Annex I (a)Israel-Jordan International Boundary Delimitation and Demarcation1. It is agreed that, in accordance with Article 3 of the Treaty, the international boundary between the two states consists of the following sectors:A. The Jordan and Yarmouk Rivers B. The Dead Sea C. The Emek Ha'arva/Wadi Araba D. The Gulf of Aqaba
The orthophoto maps and image maps showing the line separating Jordan from the territory that came under Israeli Military government control in 1967 shall have that line indicated in a different presentation and the legend shall carry on it the following disclaimer: "This line is the administrative boundary between Jordan and the territory which came under Israeli military government control in 1967. Any treatment of this line shall be without prejudice to the status of the territory."
The agreement is not saying that the boundary between Israel and Jordan is in question. It is instructing any maps created based on this agreement to include language that says Judea and Samaria's legal status has not been determined.
Under accepted international law, maps themselves are generally regarded as evidence, but have no legal value in and of themselves. The text in a map does not have the same weight as a legal agreement, unless it is attached as part of the agreement itself. The ICJ ruled as such in 1986.

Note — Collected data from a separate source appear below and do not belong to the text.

//! `dataaccess.toml` driving a DataContext

use crate::common::*;
use std::sync::Arc;
use std::time::Duration;
use tempfile::TempDir;

#[test]
fn default_file_is_written_and_used() {
    let dir = TempDir::new().unwrap();
    let path = dir.path().join(CONFIG_FILE_NAME);
    let ctx = DataContext::builder()
        .config_file(&path)
        .unwrap()
        .backend(Arc::new(MemoryBackend::new("main")))
        .build()
        .unwrap();

    let written = std::fs::read_to_string(&path).unwrap();
    assert_eq!(written, DataAccessConfig::default_toml());
    assert_eq!(ctx.config().retry_config(), RetryConfig::default());
}

#[test]
fn entity_overrides_from_file_apply() {
    let dir = TempDir::new().unwrap();
    let path = dir.path().join(CONFIG_FILE_NAME);
    std::fs::write(
        &path,
        r#"
[retry]
max_attempts = 2

[entities.AuditEntry]
cache_timeout_ms = 60000
"#,
    )
    .unwrap();

    let backend = Arc::new(MemoryBackend::new("main"));
    let ctx = DataContext::builder()
        .config_file(&path)
        .unwrap()
        .backend(backend.clone())
        .build()
        .unwrap();

    let audit = ctx.get::<AuditEntry>().unwrap();
    assert_eq!(audit.info().cache_timeout(), Duration::from_secs(60));
    audit.all().unwrap();
    audit.all().unwrap();
    assert_eq!(backend.stats().reads, 1);

    backend.faults().fail_reads(5, "1205");
    ctx.invalidate("AuditEntry");
    assert!(audit.all().unwrap_err().is_retry_exhausted());
    assert_eq!(backend.stats().reads, 3);
}

#[test]
fn invalid_file_fails_the_build() {
    let dir = TempDir::new().unwrap();
    let path = dir.path().join(CONFIG_FILE_NAME);
    std::fs::write(&path, "[scheduler]\nflush_interval_ms = 0\n").unwrap();
    let err = DataContext::builder().config_file(&path).unwrap_err();
    assert!(err.is_configuration());
}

The crucial point is that there was no such map attached to the agreement itself. Without that, the agreement text is the only legal definition of the border between Israel and Jordan - meaning that under international law, Israel's border ends where Jordan's begins.
Whatever legal status Judea and Samaria have, the 1949 armistice lines were not legal boundaries (borders) in 1949, nor in 1967, and certainly not after this 1994 agreement.
The EU knows this. It calls the 1949 armistice lines "borders" anyway.
Which means that the EU is knowingly lying about the facts to push its own political agenda of creating a Palestinian state on borders that never existed in any way.
In any other context, this would be a huge scandal. But when it comes to Israel, facts suddenly become optional and narratives are what drives EU resolutions.